I cannot help thinking that IDS could be useful not only to provide a
human-readable "description" of rare ideographs, but also as a
*machine-readable* alternative spelling (or "decomposition") of any CJK
character, including the ones that are already coded in the Unified
Ideographs section.

I have an impression that, at an early stage of design, this orientation
could have been the original idea behind the proposal of IDS.

One of John Jenkins' statements contibutes (willingly or not:-) to this
impression:

"If there had been any requirement that Unicode conformance would imply
parsing and dealing with IDSs, they never would have made it into the
standard."

As I read these words, I can nearly hear an echo of the clashes at some
committee meeting!

And the reason for the battle is easily understood: implementers of
CJK-oriented solutions are already burdened by several complex issues (huge
fonts, complicated input methods, converting from a crowd of character sets,
a variety of different encoding schemes, etc.) that they have absolutely no
reason to welcome further complications (expression parsing, ligatures,
context-sensitive shapes, "2-dimensional kerning", etc.).

But there are several other aspects that make me think that IDS was designed
primarily for rendering.

First of all, why a prefix notation? I think that many people would agree
that expressions using infix operators are much more human-readable.

For our human brain, "infix" expressions (like the every-day arithmetic) are
quite intuitive:
        3 + 2 - 1
        NOT this AND that
        eye beside dog over dog beside dog

much more intuitive than the "prefix" expressions of IDS:
        - + 3 2 1
        AND NOT this that
        beside eye over dog beside dog dog

and even more intuitive than "postfix" expression (as used in Postscript or
some old calculators):
        3 2 + 1 -
        this NOT that AND
        eye dog dog dog beside over beside

On the other hand, postfix and prefix notations are much more easily parsed
by a computer (they are very performant syntaxes, especially the prefix
notation, and by no means an "enormous overhead").

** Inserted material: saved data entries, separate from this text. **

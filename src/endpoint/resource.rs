//! Protecting resources with bearer tokens.
//!
//! The guard extracts a bearer credential from the `Authorization` header,
//! the form body (`oauth_token` or `access_token`), or the query string. A
//! request supplying tokens through more than one of those, or both
//! parameter names at once, is rejected as `invalid_request` without any
//! data handler call. A found token is resolved and checked against the
//! request's clock reading; the resolved token and its grant record are
//! returned for the host to attach to its request context.
use std::fmt;

use chrono::Utc;
use log::warn;

use crate::grant::error::ErrorCode;
use crate::primitives::grant::{AccessToken, AuthInfo};
use crate::primitives::handler::{DataHandler, HandlerError};
use crate::primitives::scope::Scope;
use crate::primitives::Time;

use super::params::{parse_authorization, ParsedAuthorization};
use super::query::NormalizedParameter;
use super::{Request, Response, Status};

/// Token metadata attached to an admitted request.
#[derive(Clone, Debug)]
pub struct Authorized {
    /// The resolved access token.
    pub token: AccessToken,

    /// The grant record the token was issued from.
    pub auth_info: AuthInfo,
}

/// An error signalling that resource access was not permitted.
#[derive(Clone, Debug)]
pub enum GuardError {
    /// The request supplied no bearer material at all.
    NoAuthentication {
        /// Realm for the challenge.
        realm: String,
    },

    /// Bearer material was malformed or supplied through several carriers.
    InvalidRequest {
        /// Realm for the challenge.
        realm: String,
    },

    /// The token is unknown, expired, or revoked.
    InvalidToken {
        /// Realm for the challenge.
        realm: String,
    },

    /// The token is valid but does not cover the required scope.
    InsufficientScope {
        /// Realm for the challenge.
        realm: String,
        /// The scope the resource requires.
        scope: Scope,
    },

    /// The data handler failed; no challenge is sent.
    Internal,
}

impl GuardError {
    /// The status the response must carry.
    pub fn status(&self) -> Status {
        match self {
            GuardError::NoAuthentication { .. } => Status::Unauthorized,
            GuardError::InvalidRequest { .. } => Status::BadRequest,
            GuardError::InvalidToken { .. } => Status::Unauthorized,
            GuardError::InsufficientScope { .. } => Status::Forbidden,
            GuardError::Internal => Status::InternalServerError,
        }
    }

    /// The content of the `WWW-Authenticate` header, if one applies.
    ///
    /// A request without any bearer material is challenged with the bare
    /// realm; every other rejection names its error code.
    pub fn www_authenticate(&self) -> Option<String> {
        let mut header = BearerHeader::new();
        match self {
            GuardError::NoAuthentication { realm } => {
                header.add_kvp("realm", Some(realm));
            }
            GuardError::InvalidRequest { realm } => {
                header.add_kvp("realm", Some(realm));
                header.add_kvp("error", Some(ErrorCode::InvalidRequest.as_str()));
            }
            GuardError::InvalidToken { realm } => {
                header.add_kvp("realm", Some(realm));
                header.add_kvp("error", Some(ErrorCode::InvalidToken.as_str()));
            }
            GuardError::InsufficientScope { realm, scope } => {
                header.add_kvp("realm", Some(realm));
                header.add_kvp("error", Some(ErrorCode::InsufficientScope.as_str()));
                header.add_kvp("scope", Some(scope));
            }
            GuardError::Internal => return None,
        }
        Some(header.finalize())
    }

    /// Turn the rejection into a complete response.
    pub fn into_response(self) -> Response {
        let mut response = Response::with_status(self.status());
        response.www_authenticate = self.www_authenticate();
        response
    }
}

struct BearerHeader {
    content: String,
    first_option: bool,
}

impl BearerHeader {
    fn new() -> Self {
        BearerHeader {
            content: "Bearer".to_string(),
            first_option: true,
        }
    }

    fn add_kvp(&mut self, key: &'static str, value: Option<impl fmt::Display>) {
        if let Some(value) = value {
            if self.first_option {
                self.content.push(' ');
                self.first_option = false;
            } else {
                self.content.push_str(", ");
            }
            self.content.push_str(&format!("{}=\"{}\"", key, value));
        }
    }

    fn finalize(self) -> String {
        self.content
    }
}

/// Bearer-token guard for a protected resource.
pub struct ResourceGuard {
    realm: String,
    required_scope: Option<Scope>,
    optional: bool,
}

impl ResourceGuard {
    /// A guard challenging with the given realm, requiring a token on every
    /// request and no particular scope.
    pub fn new(realm: impl Into<String>) -> Self {
        ResourceGuard {
            realm: realm.into(),
            required_scope: None,
            optional: false,
        }
    }

    /// Require the granted scope to cover the given one.
    pub fn require_scope(mut self, scope: Scope) -> Self {
        self.required_scope = Some(scope);
        self
    }

    /// Admit requests without any bearer material instead of rejecting
    /// them; such requests resolve to `Ok(None)`.
    pub fn allow_anonymous(mut self) -> Self {
        self.optional = true;
        self
    }

    /// Decide access for one request, sampling the clock now.
    pub fn protect(
        &self, handler: &mut dyn DataHandler, request: &Request,
    ) -> Result<Option<Authorized>, GuardError> {
        self.protect_at(handler, request, Utc::now())
    }

    /// Decide access for one request against the given clock reading.
    pub fn protect_at(
        &self, handler: &mut dyn DataHandler, request: &Request, now: Time,
    ) -> Result<Option<Authorized>, GuardError> {
        let token = match self.extract_token(request)? {
            Some(token) => token,
            None if self.optional => return Ok(None),
            None => {
                return Err(GuardError::NoAuthentication {
                    realm: self.realm.clone(),
                })
            }
        };

        let token = match handler.get_access_token(&token) {
            Ok(token) => token,
            Err(HandlerError::Internal(detail)) => {
                warn!("data handler failure: {}", detail);
                return Err(GuardError::Internal);
            }
            Err(_) => {
                return Err(GuardError::InvalidToken {
                    realm: self.realm.clone(),
                })
            }
        };

        if token.expired(now) {
            return Err(GuardError::InvalidToken {
                realm: self.realm.clone(),
            });
        }

        let auth_info = match handler.get_auth_info_by_id(&token.auth_id) {
            Ok(info) => info,
            Err(HandlerError::Internal(detail)) => {
                warn!("data handler failure: {}", detail);
                return Err(GuardError::Internal);
            }
            Err(_) => {
                return Err(GuardError::InvalidToken {
                    realm: self.realm.clone(),
                })
            }
        };

        if let Some(required) = &self.required_scope {
            let covered = token
                .scope
                .as_ref()
                .map_or(false, |granted| required.is_subset_of(granted));
            if !covered {
                return Err(GuardError::InsufficientScope {
                    realm: self.realm.clone(),
                    scope: required.clone(),
                });
            }
        }

        Ok(Some(Authorized { token, auth_info }))
    }

    /// Find the bearer token among the three carriers, enforcing that only
    /// one of them supplies one.
    fn extract_token(&self, request: &Request) -> Result<Option<String>, GuardError> {
        let invalid = || GuardError::InvalidRequest {
            realm: self.realm.clone(),
        };

        let mut found: Vec<String> = Vec::new();

        if let Some(header) = request.authorization() {
            match parse_authorization(header) {
                Ok(ParsedAuthorization::Bearer(token)) => found.push(token),
                // Basic authorization is no bearer material here.
                Ok(ParsedAuthorization::Basic { .. }) => {}
                Err(_) => return Err(invalid()),
            }
        }

        if request.method().allows_body() {
            if let Some(body) = request.body() {
                if let Some(token) = carrier_token(body).map_err(|_| invalid())? {
                    found.push(token);
                }
            }
        }

        if let Some(token) = carrier_token(request.query()).map_err(|_| invalid())? {
            found.push(token);
        }

        if found.len() > 1 {
            return Err(invalid());
        }
        Ok(found.pop())
    }
}

struct CarrierConflict;

/// The token in one parameter carrier, if any.
///
/// Both recognized parameter names in one carrier, or a repeated parameter,
/// are a conflict.
fn carrier_token(params: &NormalizedParameter) -> Result<Option<String>, CarrierConflict> {
    if params.is_poisoned("oauth_token") || params.is_poisoned("access_token") {
        return Err(CarrierConflict);
    }
    match (
        params.unique_value("oauth_token"),
        params.unique_value("access_token"),
    ) {
        (Some(_), Some(_)) => Err(CarrierConflict),
        (Some(token), None) | (None, Some(token)) => Ok(Some(token.to_string())),
        (None, None) => Ok(None),
    }
}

The prefix notation of IDS is particularly handy for coding the "docking" of
graphic elements in a fixed-size space. In fact, when our hypothetical
renderer parses the <beside> token, it already has all the information it
needs to allocate the remaining space to the 2 (or 3) elements that follow
(including the context information needed to choose among different possible
shapes, or to decide ad-hoc kerning) with little need for redundant database
look-ups or backward reparsing.

On the other hand, when infix expressions contain more than one operator,
they become ambiguous and need to be disambiguated by parentheses (unless
complex precedence and associativity rules exist):
        (3 + 2) - 1
        (NOT this) AND that
        <eye> <beside> '(' <dog> <over> '(' <dog> <beside> <dog> ')' ')'

This makes infix expressions slightly longer, and much more complex to be
parsed. But, if the scope of IDS was just to provide a *human*-readable
representation, this wouldn't have been an issue.

So, why has a hard-to-understand-but-easy-to-parse representation been
preferred to a hard-to-parse-but-very-intuitive-to-read representation?

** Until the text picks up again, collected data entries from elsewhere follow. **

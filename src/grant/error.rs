//! The closed protocol error taxonomy.
//!
//! Every failure a flow or endpoint can report to a client is one of the
//! codes below, rendered as the standard `{"error": ...}` body or as an
//! attribute of a `WWW-Authenticate` challenge. There is deliberately no
//! string-typed error channel: callers match on [`ErrorCode`], never on
//! message text.
//!
//! [`ErrorCode`]: enum.ErrorCode.html

use std::borrow::Cow;
use std::fmt;
use std::str;
use std::vec;

use serde::{Deserialize, Serialize};

/// Error codes of the protocol. The set is closed.
///
/// `ServerError` exists because a handler failure must be reportable both in
/// a response body and through a redirect, where an HTTP 5xx status cannot
/// reach the client.
#[derive(Clone, Copy, Debug, Eq, PartialEq, Hash)]
pub enum ErrorCode {
    /// The request is missing a required parameter, repeats a parameter,
    /// carries credentials in more than one way, or is otherwise malformed.
    InvalidRequest,

    /// Client authentication failed.
    InvalidClient,

    /// The authenticated client is not authorized to use this grant type.
    UnauthorizedClient,

    /// The redirection uri does not match a registered one.
    RedirectUriMismatch,

    /// The resource owner or the server denied the request.
    AccessDenied,

    /// The server does not support obtaining authorization this way.
    UnsupportedResponseType,

    /// The grant type is not supported by this token endpoint.
    UnsupportedGrantType,

    /// The requested scope is invalid, unknown, malformed, or exceeds what
    /// was or may be granted.
    InvalidScope,

    /// The presented grant material (code, owner credentials, refresh
    /// token) is invalid, expired, consumed, or owned by another client.
    InvalidGrant,

    /// The bearer token is unknown, expired, or revoked.
    InvalidToken,

    /// The bearer token does not cover the required scope.
    InsufficientScope,

    /// The resource owner has not yet decided on the device grant.
    AuthorizationPending,

    /// The device polls faster than the advertised interval.
    SlowDown,

    /// The device code pair has expired.
    ExpiredToken,

    /// The server failed to fulfill an otherwise valid request.
    ServerError,
}

impl ErrorCode {
    /// The protocol spelling of the code.
    pub fn as_str(self) -> &'static str {
        match self {
            ErrorCode::InvalidRequest => "invalid_request",
            ErrorCode::InvalidClient => "invalid_client",
            ErrorCode::UnauthorizedClient => "unauthorized_client",
            ErrorCode::RedirectUriMismatch => "redirect_uri_mismatch",
            ErrorCode::AccessDenied => "access_denied",
            ErrorCode::UnsupportedResponseType => "unsupported_response_type",
            ErrorCode::UnsupportedGrantType => "unsupported_grant_type",
            ErrorCode::InvalidScope => "invalid_scope",
            ErrorCode::InvalidGrant => "invalid_grant",
            ErrorCode::InvalidToken => "invalid_token",
            ErrorCode::InsufficientScope => "insufficient_scope",
            ErrorCode::AuthorizationPending => "authorization_pending",
            ErrorCode::SlowDown => "slow_down",
            ErrorCode::ExpiredToken => "expired_token",
            ErrorCode::ServerError => "server_error",
        }
    }
}

impl AsRef<str> for ErrorCode {
    fn as_ref(&self) -> &str {
        self.as_str()
    }
}

impl fmt::Display for ErrorCode {
    fn fmt(&self, f: &mut fmt::Formatter) -> fmt::Result {
        f.write_str(self.as_str())
    }
}

/// Error returned when parsing a string that is not a known error code.
#[derive(Clone, Debug, PartialEq, Eq)]
pub struct UnknownErrorCode(String);

impl fmt::Display for UnknownErrorCode {
    fn fmt(&self, f: &mut fmt::Formatter) -> fmt::Result {
        write!(f, "not a recognized error code: {}", self.0)
    }
}

impl str::FromStr for ErrorCode {
    type Err = UnknownErrorCode;

    fn from_str(string: &str) -> Result<Self, Self::Err> {
        Ok(match string {
            "invalid_request" => ErrorCode::InvalidRequest,
            "invalid_client" => ErrorCode::InvalidClient,
            "unauthorized_client" => ErrorCode::UnauthorizedClient,
            "redirect_uri_mismatch" => ErrorCode::RedirectUriMismatch,
            "access_denied" => ErrorCode::AccessDenied,
            "unsupported_response_type" => ErrorCode::UnsupportedResponseType,
            "unsupported_grant_type" => ErrorCode::UnsupportedGrantType,
            "invalid_scope" => ErrorCode::InvalidScope,
            "invalid_grant" => ErrorCode::InvalidGrant,
            "invalid_token" => ErrorCode::InvalidToken,
            "insufficient_scope" => ErrorCode::InsufficientScope,
            "authorization_pending" => ErrorCode::AuthorizationPending,
            "slow_down" => ErrorCode::SlowDown,
            "expired_token" => ErrorCode::ExpiredToken,
            "server_error" => ErrorCode::ServerError,
            other => return Err(UnknownErrorCode(other.to_string())),
        })
    }
}

impl Serialize for ErrorCode {
    fn serialize<S>(&self, serializer: S) -> Result<S::Ok, S::Error>
    where
        S: serde::Serializer,
    {
        serializer.serialize_str(self.as_str())
    }
}

impl<'de> Deserialize<'de> for ErrorCode {
    fn deserialize<D>(deserializer: D) -> Result<Self, D::Error>
    where
        D: serde::Deserializer<'de>,
    {
        let string = String::deserialize(deserializer)?;
        string.parse().map_err(serde::de::Error::custom)
    }
}

/// A failed flow, carrying the error code and optional human-facing detail.
///
/// The description and uri are additions for the client developer; they must
/// never contain host-internal detail.
#[derive(Clone, Debug, PartialEq, Eq)]
pub struct FlowError {
    code: ErrorCode,
    description: Option<Cow<'static, str>>,
    uri: Option<Cow<'static, str>>,
}

impl FlowError {
    /// Construct an error from its code alone.
    pub fn new(code: ErrorCode) -> Self {
        FlowError {
            code,
            description: None,
            uri: None,
        }
    }

    /// Construct an error with a short text explanation.
    pub fn with_description(code: ErrorCode, description: impl Into<Cow<'static, str>>) -> Self {
        FlowError {
            code,
            description: Some(description.into()),
            uri: None,
        }
    }

    /// The formal kind of the error.
    pub fn code(&self) -> ErrorCode {
        self.code
    }

    /// Provide a short text explanation for the error.
    pub fn explain(&mut self, description: impl Into<Cow<'static, str>>) {
        self.description = Some(description.into());
    }

    /// A uri identifying a resource explaining the error in detail.
    pub fn explain_uri(&mut self, uri: url::Url) {
        self.uri = Some(String::from(uri).into())
    }

    /// The serializable response body for this error.
    pub fn body(&self) -> ErrorBody {
        ErrorBody {
            error: self.code,
            error_description: self.description.as_ref().map(|d| d.to_string()),
            error_uri: self.uri.as_ref().map(|u| u.to_string()),
        }
    }

    /// Iterate over the key value pairs that describe this error.
    ///
    /// These pairs are added to redirect queries and challenge headers.
    pub fn iter(&self) -> <&Self as IntoIterator>::IntoIter {
        self.into_iter()
    }
}

impl From<ErrorCode> for FlowError {
    fn from(code: ErrorCode) -> Self {
        FlowError::new(code)
    }
}

/// The error as key-value pairs.
impl IntoIterator for &'_ FlowError {
    type Item = (&'static str, Cow<'static, str>);
    type IntoIter = vec::IntoIter<(&'static str, Cow<'static, str>)>;

    fn into_iter(self) -> Self::IntoIter {
        let mut pairs = vec![("error", Cow::Borrowed(self.code.as_str()))];
        if let Some(description) = &self.description {
            pairs.push(("error_description", description.clone()));
        }
        if let Some(uri) = &self.uri {
            pairs.push(("error_uri", uri.clone()));
        }
        pairs.into_iter()
    }
}

/// Wire shape of an error response body.
#[derive(Clone, Debug, PartialEq, Eq, Serialize, Deserialize)]
pub struct ErrorBody {
    /// The error code.
    pub error: ErrorCode,

    /// Optional short explanation for the client developer.
    #[serde(default, skip_serializing_if = "Option::is_none")]
    pub error_description: Option<String>,

    /// Optional uri with a detailed explanation.
    #[serde(default, skip_serializing_if = "Option::is_none")]
    pub error_uri: Option<String>,
}

#[cfg(test)]
mod tests {
    use super::*;

    #[test]
    fn code_spelling_roundtrip() {
        let codes = [
            ErrorCode::InvalidRequest,
            ErrorCode::InvalidClient,
            ErrorCode::UnauthorizedClient,
            ErrorCode::RedirectUriMismatch,
            ErrorCode::AccessDenied,
            ErrorCode::UnsupportedResponseType,
            ErrorCode::UnsupportedGrantType,
            ErrorCode::InvalidScope,
            ErrorCode::InvalidGrant,
            ErrorCode::InvalidToken,
            ErrorCode::InsufficientScope,
            ErrorCode::AuthorizationPending,
            ErrorCode::SlowDown,
            ErrorCode::ExpiredToken,
            ErrorCode::ServerError,
        ];
        for code in codes {
            assert_eq!(code.as_str().parse::<ErrorCode>().unwrap(), code);
        }
        assert!("not_a_code".parse::<ErrorCode>().is_err());
    }

    #[test]
    fn body_serialization() {
        let error = FlowError::with_description(ErrorCode::InvalidGrant, "code already used");
        let json = serde_json::to_string(&error.body()).unwrap();
        let parsed: ErrorBody = serde_json::from_str(&json).unwrap();
        assert_eq!(parsed.error, ErrorCode::InvalidGrant);
        assert_eq!(parsed.error_description.as_deref(), Some("code already used"));
        assert_eq!(parsed.error_uri, None);
    }

    #[test]
    fn bare_body_parses() {
        let parsed: ErrorBody = serde_json::from_str("{\"error\":\"invalid_client\"}").unwrap();
        assert_eq!(parsed.error, ErrorCode::InvalidClient);
        assert_eq!(parsed.error_description, None);
    }
}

Another fact that makes me think that IDS is more suited for rendering than
for enjoying, is the great level of graphical detail provided by the IDCs.

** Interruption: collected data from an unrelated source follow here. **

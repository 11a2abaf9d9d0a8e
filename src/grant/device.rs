//! The two-phase device grant.
//!
//! Phase one (`device_code`): an input-constrained device authenticates and
//! receives a `device_code`/`user_code` pair; the resource owner enters the
//! user code elsewhere. Phase two (`device_token`): the device polls the
//! token endpoint with the device code and is answered with
//! `authorization_pending`, `slow_down`, `access_denied`, `expired_token`,
//! or the token response once the owner approved.
//!
//! Clients permitted the device flow list both `device_code` and
//! `device_token` in their allowed grants.
use crate::endpoint::params::TokenParams;
use crate::primitives::grant::DeviceGrantState;
use crate::primitives::handler::DataHandler;
use crate::primitives::Time;

use super::error::{ErrorCode, FlowError};
use super::{
    authenticate_client, handler_failure, negotiate_scope, DeviceAuthorization, GrantFlow,
    GrantResponse, TokenResponse,
};

/// Provisions device code pairs (phase one).
#[derive(Default)]
pub struct DeviceCode {
    /// Where the resource owner should enter the user code, if the host
    /// wants the address conveyed in the response.
    pub verification_uri: Option<String>,
}

impl DeviceCode {
    /// Provision with a verification uri included in every response.
    pub fn with_verification_uri(uri: impl Into<String>) -> Self {
        DeviceCode {
            verification_uri: Some(uri.into()),
        }
    }
}

impl GrantFlow for DeviceCode {
    fn grant_type(&self) -> &'static str {
        "device_code"
    }

    fn execute(
        &self, handler: &mut dyn DataHandler, request: &TokenParams, now: Time,
    ) -> Result<GrantResponse, FlowError> {
        let client = authenticate_client(handler, request, self.grant_type())?;
        let scope = negotiate_scope(handler, &client.client_id, request)?;

        let grant = handler
            .create_device_grant(&client.client_id, scope.as_ref())
            .map_err(|err| handler_failure(err, ErrorCode::ServerError))?;

        Ok(GrantResponse::Device(DeviceAuthorization {
            device_code: grant.device_code,
            user_code: grant.user_code,
            verification_uri: self.verification_uri.clone(),
            expires_in: (grant.expires_at - now).num_seconds(),
            interval: grant.interval,
        }))
    }
}

/// Polls a device code for the owner's verdict (phase two).
pub struct DeviceToken;

impl GrantFlow for DeviceToken {
    fn grant_type(&self) -> &'static str {
        "device_token"
    }

    fn execute(
        &self, handler: &mut dyn DataHandler, request: &TokenParams, now: Time,
    ) -> Result<GrantResponse, FlowError> {
        let client = authenticate_client(handler, request, self.grant_type())?;

        let device_code = request.require("device_code")?;

        let grant = handler
            .get_device_grant(device_code)
            .map_err(|err| handler_failure(err, ErrorCode::InvalidGrant))?;

        if grant.client_id != client.client_id || grant.consumed {
            return Err(FlowError::new(ErrorCode::InvalidGrant));
        }
        if grant.expires_at <= now {
            return Err(FlowError::new(ErrorCode::ExpiredToken));
        }

        // Pacing is judged against the previous poll; this one is recorded
        // regardless of the outcome.
        let too_fast = grant
            .last_polled_at
            .map_or(false, |last| (now - last).num_seconds() < grant.interval);
        handler
            .record_device_poll(device_code, now)
            .map_err(|err| handler_failure(err, ErrorCode::ServerError))?;
        if too_fast {
            return Err(FlowError::new(ErrorCode::SlowDown));
        }

        let user_id = match grant.state {
            DeviceGrantState::Pending => {
                return Err(FlowError::new(ErrorCode::AuthorizationPending))
            }
            DeviceGrantState::Denied => return Err(FlowError::new(ErrorCode::AccessDenied)),
            DeviceGrantState::Approved { user_id } => user_id,
        };

        handler
            .consume_device_grant(device_code)
            .map_err(|err| handler_failure(err, ErrorCode::ServerError))?;

        let auth_info = handler
            .create_or_update_auth_info(&grant.client_id, Some(&user_id), grant.scope.as_ref(), None)
            .map_err(|err| handler_failure(err, ErrorCode::ServerError))?;

        let token = handler
            .create_or_update_access_token(&auth_info)
            .map_err(|err| handler_failure(err, ErrorCode::ServerError))?;

        Ok(GrantResponse::Bearer(TokenResponse::bearer(&token)))
    }
}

Consider this example: provided that humans are intelligent, and that
Far-Eastern humans can read their own languages, what is the need for having
5 different IDCs for basically the same "surround" relation? That is:
        IDEOGRAPHIC DESCRIPTION CHARACTER FULL SURROUND
        IDEOGRAPHIC DESCRIPTION CHARACTER SURROUND FROM ABOVE
        IDEOGRAPHIC DESCRIPTION CHARACTER SURROUND FROM BELOW
        IDEOGRAPHIC DESCRIPTION CHARACTER SURROUND FROM LEFT
        IDEOGRAPHIC DESCRIPTION CHARACTER SURROUND FROM UPPER LEFT
        IDEOGRAPHIC DESCRIPTION CHARACTER SURROUND FROM UPPER RIGHT
        IDEOGRAPHIC DESCRIPTION CHARACTER SURROUND FROM LOWER LEFT

A single "* IDEOGRAPHIC DESCRIPTION CHARACTER SURROUND" would have been
sufficient, as any reader is intelligent enough to infer the 5 slightly
different cases by the very shape of the surrounding component.

Again, this design seems to me much more oriented to computers (stupid and
blind) than to humans (intelligent and sighted).

I hope it is clear what I am trying to say: I am not meaning in any way that
IDS is poorly designed or that is should be changed, but rather that it
looks as it was designed primarily for a different purpose.

Or, putting it even more positively, that it is designed in such a way that
it is *also* well fit for a different (and very interesting) purpose, beside
the one for which it is currently intended.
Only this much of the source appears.